▶ _Task directions_:
For each line below with the word "LookupRunner", write out a copy.

Stored dataset items
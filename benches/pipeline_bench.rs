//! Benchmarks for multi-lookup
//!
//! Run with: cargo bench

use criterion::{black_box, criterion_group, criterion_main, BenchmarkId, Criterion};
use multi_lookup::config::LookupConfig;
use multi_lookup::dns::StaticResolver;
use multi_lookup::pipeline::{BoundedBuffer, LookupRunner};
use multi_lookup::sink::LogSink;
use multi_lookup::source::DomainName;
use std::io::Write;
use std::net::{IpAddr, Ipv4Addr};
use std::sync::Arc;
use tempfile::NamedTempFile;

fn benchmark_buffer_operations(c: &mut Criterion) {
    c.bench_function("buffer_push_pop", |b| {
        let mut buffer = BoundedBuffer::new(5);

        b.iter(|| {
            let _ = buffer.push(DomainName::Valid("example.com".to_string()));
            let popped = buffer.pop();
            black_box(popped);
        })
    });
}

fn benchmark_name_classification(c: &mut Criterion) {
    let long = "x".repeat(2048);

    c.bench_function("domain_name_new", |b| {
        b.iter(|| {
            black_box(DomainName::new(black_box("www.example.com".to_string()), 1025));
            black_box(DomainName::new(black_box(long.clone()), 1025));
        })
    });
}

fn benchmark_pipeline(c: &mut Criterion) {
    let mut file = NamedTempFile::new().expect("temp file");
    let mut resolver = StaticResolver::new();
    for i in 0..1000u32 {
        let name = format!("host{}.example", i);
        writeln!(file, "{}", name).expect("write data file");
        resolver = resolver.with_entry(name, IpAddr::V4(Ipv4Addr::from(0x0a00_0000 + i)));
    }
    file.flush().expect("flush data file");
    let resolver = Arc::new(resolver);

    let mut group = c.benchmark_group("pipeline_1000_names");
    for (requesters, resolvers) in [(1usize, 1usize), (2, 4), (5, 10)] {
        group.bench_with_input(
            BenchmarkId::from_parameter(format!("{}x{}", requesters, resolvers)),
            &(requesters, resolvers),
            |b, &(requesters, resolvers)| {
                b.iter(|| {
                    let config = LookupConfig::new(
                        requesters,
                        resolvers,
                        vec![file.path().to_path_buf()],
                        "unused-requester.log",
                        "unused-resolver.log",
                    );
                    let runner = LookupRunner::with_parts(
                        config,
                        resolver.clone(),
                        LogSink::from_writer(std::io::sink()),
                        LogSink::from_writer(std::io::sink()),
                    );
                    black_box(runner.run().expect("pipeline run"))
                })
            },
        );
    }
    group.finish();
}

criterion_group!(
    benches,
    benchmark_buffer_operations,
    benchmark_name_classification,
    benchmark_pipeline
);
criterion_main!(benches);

▶ _Response to this task_:
use multi_lookup::pipeline::{BoundedBuffer, LookupRunner};
                    let runner = LookupRunner::with_parts(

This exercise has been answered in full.